Young athletes, a degree matters

The amateur status that was so important for young athletes to uphold when I was in college is not very important in this day and age.

Professional athletes are now allowed to participate in the Olympics. In basketball, the large salaries that are commonplace for NBA stars have had a dramatic effect on the way young hoopsters move from high school to the professional ranks. With so much interest in signing the next great player, the pro teams have made it possible for talented athletes to leave high school and go directly to the pros, although most opt to enroll for the minimum number of semesters needed to make them eligible for the draft, and in all of this, the value of a college degree has lost a lot of its luster.

Given the millions being paid to the better players, who needs a bachelor's degree? As a new school year starts, and some of those young men with great potential begin their short stays on campuses, I must point out that a college diploma is more important than ever for those who expect to sign a contract for big dollars.

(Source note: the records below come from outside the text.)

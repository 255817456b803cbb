// src/models/catalog.rs

use chrono::{DateTime, Utc};
use rust_decimal::Decimal;
use serde::{Deserialize, Serialize};
use utoipa::ToSchema;
use uuid::Uuid;

// --- Produto do catálogo ---
// Carrega o preço praticado e a planilha de custos usada pela precificação.
// Percentuais (fees, taxes, profitMargin) são números de 0 a 100.
#[derive(Debug, Clone, Serialize, Deserialize, ToSchema)]
#[serde(rename_all = "camelCase")]
pub struct Product {
    pub id: Uuid,
    #[schema(example = "Bolo de pote 250ml")]
    pub name: String,
    // Preço de venda definido pelo operador (pode divergir do sugerido)
    #[schema(example = "25.00")]
    pub price: Decimal,
    pub raw_material_cost: Decimal,
    pub labor_cost: Decimal,
    pub supplies_cost: Decimal,
    #[schema(example = "5.0")]
    pub fees: Decimal,
    #[schema(example = "3.0")]
    pub taxes: Decimal,
    #[schema(example = "20.0")]
    pub profit_margin: Decimal,
    pub created_at: DateTime<Utc>,
    pub updated_at: DateTime<Utc>,
}

// --- Entrada da precificação ---
// Todos os campos assumem 0 quando ausentes: o formulário recalcula a cada
// tecla e começa vazio.
#[derive(Debug, Clone, Default, Deserialize, ToSchema)]
#[serde(rename_all = "camelCase")]
pub struct CostingInput {
    #[serde(default)]
    pub raw_material_cost: Decimal,
    #[serde(default)]
    pub labor_cost: Decimal,
    #[serde(default)]
    pub supplies_cost: Decimal,
    #[serde(default)]
    pub fees: Decimal,
    #[serde(default)]
    pub taxes: Decimal,
    #[serde(default)]
    pub profit_margin: Decimal,
    // Preço praticado; usado só para apurar o lucro real
    #[serde(default)]
    pub price: Decimal,
}

#[derive(Debug, Clone, PartialEq, Serialize, ToSchema)]
#[serde(rename_all = "camelCase")]
pub struct CostingBreakdown {
    pub base_cost: Decimal,
    pub fees_value: Decimal,
    pub taxes_value: Decimal,
    pub total_cost: Decimal,
    pub suggested_price: Decimal,
    // Negativo quando o preço praticado não cobre o custo
    pub actual_profit: Decimal,
}

// --- Cálculo auxiliar de mão de obra ---
// Deriva o custo por minuto a partir do salário mensal e converte os
// minutos de produção em custo de mão de obra.
#[derive(Debug, Clone, Default, Deserialize, ToSchema)]
#[serde(rename_all = "camelCase")]
pub struct LaborRateInput {
    #[serde(default)]
    pub monthly_salary: Decimal,
    #[serde(default)]
    pub monthly_fixed_costs: Decimal,
    #[serde(default)]
    pub weekly_hours: Decimal,
    #[serde(default)]
    pub production_minutes: Decimal,
}

#[derive(Debug, Clone, PartialEq, Serialize, ToSchema)]
#[serde(rename_all = "camelCase")]
pub struct LaborRateBreakdown {
    pub cost_per_minute: Decimal,
    pub labor_cost: Decimal,
}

We have recently seen how having a huge contract does not translate into lifetime security for superstar performers. Evander Holyfield, who reportedly earned more than $200 million in his pro boxing career, has been evicted from his Atlanta mansion and is for all intents and purposes broke. The same can be said with regard to NBA stars Antoine Walker and Allen Iverson. The pro athletes who end up squandering their windfall do so because they generally do not have the ability to manage and protect the huge sums of money they earn.

This has nothing to do with a lack of intelligence on the athletes' part. For so many of them, the lack of experience with money is their Achilles' heel. People who have successfully handled money are usually trained to do that job over a substantial period of time. This is after they have earned a foundation of fundamental knowledge at a financial institution, such as a bank, or they come from backgrounds with an extensive business connection. The knowledge and experience are the keys to their expertise in money management.

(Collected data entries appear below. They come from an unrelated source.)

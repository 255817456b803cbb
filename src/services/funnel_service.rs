// src/services/funnel_service.rs

use chrono::{DateTime, Duration, Utc};
use rust_decimal::Decimal;
use uuid::Uuid;

use crate::{
    common::error::AppError,
    db::{FunnelRepository, SettingsRepository},
    models::funnel::{Lead, LeadStatus, TransitionOutcome},
    models::settings::FunnelSettings,
};

// --- Máquina de estados do funil (núcleo puro) ---
//
// Decide uma transição sem tocar em nada: recebe o lead atual e devolve o
// resultado que o chamador aplica (ou não). Regras:
//   - Entrar em "Proposta" vindo de outra etapa exige as observações da
//     proposta junto do pedido de transição; sem elas nada muda.
//   - Entrar em "Criar Pedido" nunca muda o status aqui: dispara o fluxo
//     de criação de pedido, e a aprovação é gravada depois, em separado,
//     quando o pedido existir (`mark_approved`).
//   - Qualquer outro par (etapa, destino) é um arrasto livre, inclusive
//     para "Reprovado".
pub fn transition(
    lead: &Lead,
    target: LeadStatus,
    notes: Option<&str>,
    now: DateTime<Utc>,
) -> TransitionOutcome {
    // Soltar o card na própria coluna: nada a fazer
    if lead.status == target {
        return TransitionOutcome::Applied { lead: lead.clone() };
    }

    match target {
        LeadStatus::CriarPedido => TransitionOutcome::OpenOrderFlow { lead_id: lead.id },
        LeadStatus::Proposta => match notes.map(str::trim).filter(|n| !n.is_empty()) {
            Some(notes) => {
                let mut updated = lead.clone();
                updated.status = LeadStatus::Proposta;
                updated.proposal_notes = Some(notes.to_string());
                updated.updated_at = now;
                TransitionOutcome::Applied { lead: updated }
            }
            None => TransitionOutcome::NotesRequired { lead_id: lead.id },
        },
        _ => {
            let mut updated = lead.clone();
            updated.status = target;
            updated.updated_at = now;
            TransitionOutcome::Applied { lead: updated }
        }
    }
}

// Condição derivada, nunca armazenada: lead parado em "Criar Pedido" há
// mais de `reactivationPeriodDays` desde a última aprovação. Recalculada a
// cada consulta porque depende do relógio e da configuração vigente.
pub fn needs_reactivation(lead: &Lead, now: DateTime<Utc>, settings: &FunnelSettings) -> bool {
    if lead.status != LeadStatus::CriarPedido {
        return false;
    }
    match lead.approved_at {
        Some(approved_at) => {
            now.signed_duration_since(approved_at)
                > Duration::days(settings.reactivation_period_days)
        }
        None => false,
    }
}

// --- Serviço ---

#[derive(Clone)]
pub struct FunnelService {
    repo: FunnelRepository,
    settings_repo: SettingsRepository,
}

impl FunnelService {
    pub fn new(repo: FunnelRepository, settings_repo: SettingsRepository) -> Self {
        Self {
            repo,
            settings_repo,
        }
    }

    pub async fn create_lead(
        &self,
        company_name: &str,
        contact_name: Option<&str>,
        value: Decimal,
        distance: Option<Decimal>,
        cep: Option<&str>,
        street: Option<&str>,
        number: Option<&str>,
        neighborhood: Option<&str>,
        city: Option<&str>,
        state: Option<&str>,
    ) -> Result<Lead, AppError> {
        let now = Utc::now();
        let lead = Lead {
            id: Uuid::new_v4(),
            company_name: company_name.to_string(),
            contact_name: contact_name.map(str::to_string),
            value,
            status: LeadStatus::ListaDeLeads,
            distance,
            proposal_notes: None,
            cep: cep.map(str::to_string),
            street: street.map(str::to_string),
            number: number.map(str::to_string),
            neighborhood: neighborhood.map(str::to_string),
            city: city.map(str::to_string),
            state: state.map(str::to_string),
            approved_at: None,
            created_at: now,
            updated_at: now,
        };
        Ok(self.repo.insert(lead).await)
    }

    pub async fn list_leads(&self) -> Vec<Lead> {
        self.repo.list().await
    }

    pub async fn get_lead(&self, id: Uuid) -> Result<Lead, AppError> {
        self.repo.get(id).await
    }

    // Edição de cadastro: status e aprovação só mudam pelas transições.
    pub async fn update_lead(
        &self,
        id: Uuid,
        company_name: &str,
        contact_name: Option<&str>,
        value: Decimal,
        distance: Option<Decimal>,
        proposal_notes: Option<&str>,
        cep: Option<&str>,
        street: Option<&str>,
        number: Option<&str>,
        neighborhood: Option<&str>,
        city: Option<&str>,
        state: Option<&str>,
    ) -> Result<Lead, AppError> {
        let mut lead = self.repo.get(id).await?;
        lead.company_name = company_name.to_string();
        lead.contact_name = contact_name.map(str::to_string);
        lead.value = value;
        lead.distance = distance;
        lead.proposal_notes = proposal_notes.map(str::to_string);
        lead.cep = cep.map(str::to_string);
        lead.street = street.map(str::to_string);
        lead.number = number.map(str::to_string);
        lead.neighborhood = neighborhood.map(str::to_string);
        lead.city = city.map(str::to_string);
        lead.state = state.map(str::to_string);
        lead.updated_at = Utc::now();
        self.repo.update(lead).await
    }

    pub async fn delete_lead(&self, id: Uuid) -> Result<(), AppError> {
        self.repo.delete(id).await
    }

    // Aplica uma transição pedida pelo quadro. O resultado da máquina de
    // estados é gravado em uma única atualização ou em nenhuma: não existe
    // estado intermediário com status trocado e efeito pendente.
    pub async fn request_transition(
        &self,
        id: Uuid,
        target: LeadStatus,
        notes: Option<&str>,
    ) -> Result<TransitionOutcome, AppError> {
        let lead = self.repo.get(id).await?;
        let outcome = transition(&lead, target, notes, Utc::now());

        if let TransitionOutcome::Applied { lead } = &outcome {
            self.repo.update(lead.clone()).await?;
        }
        Ok(outcome)
    }

    // Atualização explícita e separada, chamada quando o pedido do lead já
    // existe: só então a etapa vira "Criar Pedido".
    pub async fn mark_approved(&self, id: Uuid) -> Result<Lead, AppError> {
        let mut lead = self.repo.get(id).await?;
        let now = Utc::now();
        lead.status = LeadStatus::CriarPedido;
        lead.approved_at = Some(now);
        lead.updated_at = now;
        self.repo.update(lead).await
    }

    // Leads aprovados há mais tempo que o período configurado
    pub async fn reactivation_list(&self) -> Vec<Lead> {
        let settings = self.settings_repo.get_funnel().await;
        let now = Utc::now();
        self.repo
            .list()
            .await
            .into_iter()
            .filter(|lead| needs_reactivation(lead, now, &settings))
            .collect()
    }
}

#[cfg(test)]
mod tests {
    use super::*;

    fn lead_in(status: LeadStatus) -> Lead {
        let now = Utc::now();
        Lead {
            id: Uuid::new_v4(),
            company_name: "Padaria Dois Irmãos".to_string(),
            contact_name: Some("Seu José".to_string()),
            value: Decimal::from(1500),
            status,
            distance: Some(Decimal::from(7)),
            proposal_notes: None,
            cep: None,
            street: None,
            number: None,
            neighborhood: None,
            city: None,
            state: None,
            approved_at: None,
            created_at: now,
            updated_at: now,
        }
    }

    #[test]
    fn free_drag_between_ordinary_stages() {
        let lead = lead_in(LeadStatus::ListaDeLeads);
        let outcome = transition(&lead, LeadStatus::Contato, None, Utc::now());
        match outcome {
            TransitionOutcome::Applied { lead } => assert_eq!(lead.status, LeadStatus::Contato),
            other => panic!("esperava Applied, veio {:?}", other),
        }
    }

    #[test]
    fn entering_proposta_without_notes_keeps_prior_status() {
        let lead = lead_in(LeadStatus::Contato);
        let outcome = transition(&lead, LeadStatus::Proposta, None, Utc::now());
        assert!(matches!(outcome, TransitionOutcome::NotesRequired { .. }));

        // Observações em branco também não servem
        let outcome = transition(&lead, LeadStatus::Proposta, Some("   "), Utc::now());
        assert!(matches!(outcome, TransitionOutcome::NotesRequired { .. }));
    }

    #[test]
    fn entering_proposta_with_notes_commits_both() {
        let lead = lead_in(LeadStatus::Contato);
        let outcome = transition(
            &lead,
            LeadStatus::Proposta,
            Some("Entrega quinzenal, 200 unidades"),
            Utc::now(),
        );
        match outcome {
            TransitionOutcome::Applied { lead } => {
                assert_eq!(lead.status, LeadStatus::Proposta);
                assert_eq!(
                    lead.proposal_notes.as_deref(),
                    Some("Entrega quinzenal, 200 unidades")
                );
            }
            other => panic!("esperava Applied, veio {:?}", other),
        }
    }

    #[test]
    fn entering_criar_pedido_only_signals_order_flow() {
        let lead = lead_in(LeadStatus::Negociacao);
        let outcome = transition(&lead, LeadStatus::CriarPedido, None, Utc::now());
        assert!(matches!(outcome, TransitionOutcome::OpenOrderFlow { .. }));
    }

    #[test]
    fn dropping_on_own_column_is_a_noop() {
        let lead = lead_in(LeadStatus::Proposta);
        let outcome = transition(&lead, LeadStatus::Proposta, None, Utc::now());
        match outcome {
            TransitionOutcome::Applied { lead: updated } => {
                assert_eq!(updated.status, LeadStatus::Proposta);
                assert_eq!(updated.proposal_notes, lead.proposal_notes);
            }
            other => panic!("esperava Applied, veio {:?}", other),
        }
    }

    #[test]
    fn reprovado_accepts_any_lead() {
        let lead = lead_in(LeadStatus::Negociacao);
        let outcome = transition(&lead, LeadStatus::Reprovado, None, Utc::now());
        match outcome {
            TransitionOutcome::Applied { lead } => assert_eq!(lead.status, LeadStatus::Reprovado),
            other => panic!("esperava Applied, veio {:?}", other),
        }
    }

    #[test]
    fn reactivation_requires_elapsed_period() {
        let settings = FunnelSettings {
            reactivation_period_days: 30,
        };
        let now = Utc::now();

        let mut lead = lead_in(LeadStatus::CriarPedido);
        lead.approved_at = Some(now - Duration::days(31));
        assert!(needs_reactivation(&lead, now, &settings));

        // Exatamente no limite ainda não venceu ("mais de" N dias)
        lead.approved_at = Some(now - Duration::days(30));
        assert!(!needs_reactivation(&lead, now, &settings));

        // Mudar a configuração muda o resultado sem mudar o lead
        let shorter = FunnelSettings {
            reactivation_period_days: 7,
        };
        assert!(needs_reactivation(&lead, now, &shorter));
    }

    #[test]
    fn reactivation_ignores_other_stages() {
        let settings = FunnelSettings::default();
        let now = Utc::now();
        let mut lead = lead_in(LeadStatus::Negociacao);
        lead.approved_at = Some(now - Duration::days(90));
        assert!(!needs_reactivation(&lead, now, &settings));
    }

    #[tokio::test]
    async fn request_transition_persists_only_applied_outcomes() {
        let repo = FunnelRepository::new();
        let service = FunnelService::new(repo.clone(), SettingsRepository::default());
        let lead = service
            .create_lead("Mercearia Central", None, Decimal::from(800), None, None, None, None, None, None, None)
            .await
            .expect("create ok");

        // Sem observações: nada foi gravado
        let outcome = service
            .request_transition(lead.id, LeadStatus::Proposta, None)
            .await
            .expect("transition ok");
        assert!(matches!(outcome, TransitionOutcome::NotesRequired { .. }));
        let stored = repo.get(lead.id).await.expect("lead exists");
        assert_eq!(stored.status, LeadStatus::ListaDeLeads);

        // Com observações: status e notas gravados juntos
        service
            .request_transition(lead.id, LeadStatus::Proposta, Some("Proposta padrão"))
            .await
            .expect("transition ok");
        let stored = repo.get(lead.id).await.expect("lead exists");
        assert_eq!(stored.status, LeadStatus::Proposta);
        assert_eq!(stored.proposal_notes.as_deref(), Some("Proposta padrão"));
    }

    #[tokio::test]
    async fn mark_approved_stamps_approval_time() {
        let service = FunnelService::new(FunnelRepository::new(), SettingsRepository::default());
        let lead = service
            .create_lead("Mercearia Central", None, Decimal::from(800), None, None, None, None, None, None, None)
            .await
            .expect("create ok");

        let approved = service.mark_approved(lead.id).await.expect("approve ok");
        assert_eq!(approved.status, LeadStatus::CriarPedido);
        assert!(approved.approved_at.is_some());
    }
}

For the average athlete, there is no way that their life experience can help them handle their money. One thing that can change this is taking the time to go to college. Learning about the world and the way it works in and out of the classroom is a great way to figure out the way you want to live your life. Athletes who truly invest in these educational opportunities sometimes find out that the dreams that they had about the good life are not based in reality. But too many of them skip that learning, think of themselves as rock stars and try to imitate a lifestyle that has left so many people on the rocks.

Of course, there have been athletes who get the concept with regard to money management. Former NBA star Dave Bing is presently the mayor of Detroit. Since his NBA career ended, he has had a successful business career as a producer of steel products and he went from that success to a political career that has given hope to his beloved Detroit. Dave didn't make the mega bucks that are commonplace for today's NBA stars, but he was able to use the money he did make to start his steel company. Over time, he is probably doing better than many of his contemporaries in the NBA.

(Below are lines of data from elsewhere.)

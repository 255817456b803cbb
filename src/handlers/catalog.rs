// src/handlers/catalog.rs

use axum::{
    extract::{Path, State},
    http::StatusCode,
    response::IntoResponse,
    Json,
};
use rust_decimal::Decimal;
use serde::Deserialize;
use utoipa::ToSchema;
use uuid::Uuid;
use validator::Validate;

use crate::{
    common::error::AppError,
    config::AppState,
    models::catalog::{
        CostingBreakdown, CostingInput, LaborRateBreakdown, LaborRateInput, Product,
    },
    services::pricing_service,
};

// =============================================================================
//  ÁREA 1: PRODUTOS
// =============================================================================

#[derive(Debug, Deserialize, Validate, ToSchema)]
#[serde(rename_all = "camelCase")]
pub struct ProductPayload {
    #[validate(length(min = 1, message = "required"))]
    #[schema(example = "Bolo de pote 250ml")]
    pub name: String,

    // Preço de venda praticado
    #[serde(default)]
    #[schema(example = "25.00")]
    pub price: Decimal,

    #[serde(default)]
    pub raw_material_cost: Decimal,
    #[serde(default)]
    pub labor_cost: Decimal,
    #[serde(default)]
    pub supplies_cost: Decimal,
    #[serde(default)]
    #[schema(example = "5.0")]
    pub fees: Decimal,
    #[serde(default)]
    #[schema(example = "3.0")]
    pub taxes: Decimal,
    #[serde(default)]
    #[schema(example = "20.0")]
    pub profit_margin: Decimal,
}

// POST /api/catalog/products
#[utoipa::path(
    post,
    path = "/api/catalog/products",
    tag = "Catálogo",
    request_body = ProductPayload,
    responses(
        (status = 201, description = "Produto criado", body = Product),
        (status = 400, description = "Dados inválidos")
    )
)]
pub async fn create_product(
    State(app_state): State<AppState>,
    Json(payload): Json<ProductPayload>,
) -> Result<impl IntoResponse, AppError> {
    payload.validate()?;

    let product = app_state
        .catalog_service
        .create_product(
            &payload.name,
            payload.price,
            payload.raw_material_cost,
            payload.labor_cost,
            payload.supplies_cost,
            payload.fees,
            payload.taxes,
            payload.profit_margin,
        )
        .await?;

    Ok((StatusCode::CREATED, Json(product)))
}

// GET /api/catalog/products
#[utoipa::path(
    get,
    path = "/api/catalog/products",
    tag = "Catálogo",
    responses(
        (status = 200, description = "Lista de produtos", body = Vec<Product>)
    )
)]
pub async fn list_products(
    State(app_state): State<AppState>,
) -> Result<impl IntoResponse, AppError> {
    let products = app_state.catalog_service.list_products().await;
    Ok((StatusCode::OK, Json(products)))
}

// GET /api/catalog/products/{id}
#[utoipa::path(
    get,
    path = "/api/catalog/products/{id}",
    tag = "Catálogo",
    params(("id" = Uuid, Path, description = "ID do produto")),
    responses(
        (status = 200, description = "Produto encontrado", body = Product),
        (status = 404, description = "Produto não encontrado")
    )
)]
pub async fn get_product(
    State(app_state): State<AppState>,
    Path(id): Path<Uuid>,
) -> Result<impl IntoResponse, AppError> {
    let product = app_state.catalog_service.get_product(id).await?;
    Ok((StatusCode::OK, Json(product)))
}

// PUT /api/catalog/products/{id}
#[utoipa::path(
    put,
    path = "/api/catalog/products/{id}",
    tag = "Catálogo",
    params(("id" = Uuid, Path, description = "ID do produto")),
    request_body = ProductPayload,
    responses(
        (status = 200, description = "Produto atualizado", body = Product),
        (status = 404, description = "Produto não encontrado")
    )
)]
pub async fn update_product(
    State(app_state): State<AppState>,
    Path(id): Path<Uuid>,
    Json(payload): Json<ProductPayload>,
) -> Result<impl IntoResponse, AppError> {
    payload.validate()?;

    let product = app_state
        .catalog_service
        .update_product(
            id,
            &payload.name,
            payload.price,
            payload.raw_material_cost,
            payload.labor_cost,
            payload.supplies_cost,
            payload.fees,
            payload.taxes,
            payload.profit_margin,
        )
        .await?;

    Ok((StatusCode::OK, Json(product)))
}

// DELETE /api/catalog/products/{id}
#[utoipa::path(
    delete,
    path = "/api/catalog/products/{id}",
    tag = "Catálogo",
    params(("id" = Uuid, Path, description = "ID do produto")),
    responses(
        (status = 204, description = "Produto removido"),
        (status = 404, description = "Produto não encontrado")
    )
)]
pub async fn delete_product(
    State(app_state): State<AppState>,
    Path(id): Path<Uuid>,
) -> Result<impl IntoResponse, AppError> {
    app_state.catalog_service.delete_product(id).await?;
    Ok(StatusCode::NO_CONTENT)
}

// =============================================================================
//  ÁREA 2: PRECIFICAÇÃO
// =============================================================================

// POST /api/catalog/costing
// Prévia pura da precificação: o formulário chama a cada alteração de
// campo e exibe o que voltar. Nada é gravado.
#[utoipa::path(
    post,
    path = "/api/catalog/costing",
    tag = "Catálogo",
    request_body = CostingInput,
    responses(
        (status = 200, description = "Custos, preço sugerido e lucro real", body = CostingBreakdown)
    )
)]
pub async fn costing_preview(
    State(_app_state): State<AppState>,
    Json(input): Json<CostingInput>,
) -> Result<impl IntoResponse, AppError> {
    let breakdown = pricing_service::compute_costing(&input);
    Ok((StatusCode::OK, Json(breakdown)))
}

// POST /api/catalog/costing/labor-rate
#[utoipa::path(
    post,
    path = "/api/catalog/costing/labor-rate",
    tag = "Catálogo",
    request_body = LaborRateInput,
    responses(
        (status = 200, description = "Custo por minuto e custo de mão de obra", body = LaborRateBreakdown),
        (status = 400, description = "Horas semanais inválidas")
    )
)]
pub async fn labor_rate(
    State(_app_state): State<AppState>,
    Json(input): Json<LaborRateInput>,
) -> Result<impl IntoResponse, AppError> {
    let breakdown = pricing_service::compute_labor_rate(&input)?;
    Ok((StatusCode::OK, Json(breakdown)))
}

Junior Bridgeman also comes to mind when I think of NBA players who have gone on to success as businessmen. Junior controls 280 fast-food franchises and has been able to make his business grow and thrive since retiring from the NBA. For Junior at Louisville and Dave at Syracuse, the basic education they received in college was a foundation for their success after their athletic careers ended. The fact that they had to attend study hall and hand in papers or learn about things that are totally outside of their comfort zone made it possible for them to adapt to the business world and succeed.

Finally, young men need to realize that there are also a limited number of jobs in the professional sports franchises. The NBA, for example, has only 450 roster spots. For basketball, baseball and football, there are fewer than 3,000 on-field jobs for athletes. Any high school student with the talent to get a scholarship to attend a university for four years should focus on the business aspects of their favorite sport. In addition to playing, there are thousands of jobs supported by the pro leagues that offer gainful employment.

There are many different paths to success in America. I hope our young athletes can do a better job discovering what they are. Fully taking advantage of college would be a great start.